Furman fue menos pesimista, ya que dijo: “No debemos abandonar el objetivo de buscar una economía caliente”, pero quería que fuéramos más despacio, que llegáramos “a ese punto echando un leño al fuego a la vez”. No obstante, su recomendación política no difería mucho. Se pronunció a favor de tres aumentos de las tasas de interés el año que viene, tal y como la Reserva Federal declaró estar considerando el miércoles.
¿Dónde estoy en este debate? Está claro que una subida de las tasas lo bastante grande haría bajar la inflación. Si se empuja a Estados Unidos a una recesión, se acabaría la presión sobre los puertos, los camiones y los almacenes; los precios de muchos bienes dejarían de subir y, de hecho, bajarían. Por otro lado, el desempleo aumentaría. Y si uno cree que en esencia se trata de cuellos de botella temporales, no querrá ver que cientos de miles, tal vez millones de trabajadores pierdan sus empleos en aras de reducir la congestión en el puerto de Los Ángeles.
Pero lo que tanto Summers como Furman sostienen es que el problema de la inflación es mayor que los estancamientos temporales; Furman también argumenta, en efecto, que pisar los frenos monetarios podría enfriar la inflación sin provocar una recesión, aunque Summers no cree que podamos evitar al menos un periodo de estanflación al reducir la inflación.
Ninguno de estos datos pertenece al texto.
//! Data-parallel vector kernels.
//!
//! Every reduction returns one scalar regardless of how rayon partitions the
//! work: chunk boundaries depend only on the vector length and thread count,
//! and partial sums are combined in chunk order.

use rand::rngs::StdRng;
use rand_distr::{Distribution, Uniform};
use rayon::prelude::*;

use crate::EigFloat;

/// Chunk size balancing rayon scheduling overhead against parallelism.
pub(crate) fn chunk_size(n: usize) -> usize {
    let num_threads = rayon::current_num_threads();

    let min_per_thread = 1024;
    let desired_chunks_per_thread = 4;

    let target_total_chunks = num_threads * desired_chunks_per_thread;
    let chunk = n.div_ceil(target_total_chunks.max(1));

    chunk.max(min_per_thread)
}

/// Inner product `<x, y>`.
pub fn dot<T: EigFloat>(x: &[T], y: &[T]) -> T {
    debug_assert_eq!(x.len(), y.len());
    let chunk = chunk_size(x.len());
    x.par_chunks(chunk)
        .zip(y.par_chunks(chunk))
        .map(|(xs, ys)| xs.iter().zip(ys).map(|(a, b)| *a * *b).sum::<T>())
        .sum()
}

/// Euclidean norm `||x||`.
pub fn norm<T: EigFloat>(x: &[T]) -> T {
    dot(x, x).sqrt()
}

/// `y += a * x`.
pub fn axpy<T: EigFloat>(a: T, x: &[T], y: &mut [T]) {
    debug_assert_eq!(x.len(), y.len());
    let chunk = chunk_size(x.len());
    y.par_chunks_mut(chunk)
        .zip(x.par_chunks(chunk))
        .for_each(|(ys, xs)| {
            for (yv, xv) in ys.iter_mut().zip(xs) {
                *yv += a * *xv;
            }
        });
}

/// `y = a * x + b * y`.
pub fn axpby<T: EigFloat>(a: T, x: &[T], b: T, y: &mut [T]) {
    debug_assert_eq!(x.len(), y.len());
    let chunk = chunk_size(x.len());
    y.par_chunks_mut(chunk)
        .zip(x.par_chunks(chunk))
        .for_each(|(ys, xs)| {
            for (yv, xv) in ys.iter_mut().zip(xs) {
                *yv = a * *xv + b * *yv;
            }
        });
}

/// `x *= a`.
pub fn scal<T: EigFloat>(a: T, x: &mut [T]) {
    let chunk = chunk_size(x.len());
    x.par_chunks_mut(chunk).for_each(|xs| {
        for xv in xs.iter_mut() {
            *xv *= a;
        }
    });
}

/// Batched inner products `<v_i, r>` for every vector in `vecs`.
///
/// One reduction round-trip instead of `vecs.len()` sequential ones.
pub fn block_dot<T: EigFloat>(vecs: &[Vec<T>], r: &[T]) -> Vec<T> {
    vecs.par_iter()
        .map(|v| v.iter().zip(r).map(|(a, b)| *a * *b).sum::<T>())
        .collect()
}

/// Batched update `out += sum_i coeffs[i] * vecs[i]`.
pub fn block_axpy<T: EigFloat>(coeffs: &[T], vecs: &[Vec<T>], out: &mut [T]) {
    debug_assert_eq!(coeffs.len(), vecs.len());
    let n = out.len();
    let chunk = chunk_size(n);
    out.par_chunks_mut(chunk)
        .enumerate()
        .for_each(|(ci, outs)| {
            let off = ci * chunk;
            for (c, v) in coeffs.iter().zip(vecs) {
                let vs = &v[off..off + outs.len()];
                for (ov, vv) in outs.iter_mut().zip(vs) {
                    *ov += *c * *vv;
                }
            }
        });
}

/// Fill `x` with uniform noise in (-1, 1).
pub fn random_fill<T: EigFloat>(x: &mut [T], rng: &mut StdRng) {
    let dist = Uniform::new(-1.0f64, 1.0).unwrap();
    for xv in x.iter_mut() {
        *xv = T::from_f64(dist.sample(rng)).unwrap();
    }
}

/// Normalize `x` in place, returning the prior norm.
pub fn normalize<T: EigFloat>(x: &mut [T]) -> T {
    let nrm = norm(x);
    if nrm > T::zero() {
        scal(nrm.recip(), x);
    }
    nrm
}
La posición actual de la Reserva Federal, que es un tanto reservada, parece casi idéntica a la de Furman. Las proyecciones más recientes de los miembros de la junta de gobernadores y los presidentes de la Reserva Federal están a favor de que la tasa de interés que la Reserva Federal controla aumente el año próximo, pero menos de un punto porcentual, y que la tasa de desempleo siga bajando.
Tal vez resulte sorprendente que mi propia postura sobre el fondo de la política no sea tan diferente a la de Furman o la de la Reserva Federal. Creo que la inflación se debe sobre todo a los estancamientos y a otros factores transitorios y que bajará, pero no estoy seguro, y, en definitiva, estoy abierto a la posibilidad de que la Reserva deba subir las tasas, tal vez antes de que termine el próximo semestre. Creo que la Reserva Federal debería esperar a tener más información, pero estar dispuesta a subir de manera sutil las tasas si la inflación se mantiene alta; Furman, según tengo entendido, piensa que la Reserva debería planear un aumento modesto de las tasas (en la correspondencia sugirió un punto porcentual o menos a lo largo de 2022, lo cual coincide con las proyecciones de la propia Reserva Federal) pero que debe estar dispuesta a dar marcha atrás si la inflación retrocede.
Parece una distinción bastante matizada. Por supuesto, es posible que las malas noticias sobre la inflación obliguen un endurecimiento mucho más draconiano que el que la Reserva Federal contempla, incluso ahora.
Tal vez lo que hay que tener en cuenta es lo poco que sabemos sobre dónde estamos en este extraño episodio económico. Los economistas que, como yo, no esperaban mucha inflación se equivocaron, pero los economistas que sí predijeron la inflación quizá acertaron por razones equivocadas, y nadie sabe realmente lo que está por venir.
Mi opinión es que deberíamos dudar mucho de acabar con el auge antes de tiempo. Pero, como todos los que se toman en serio este debate, estoy pendiente de los datos y me pregunto cada día si estoy equivocado.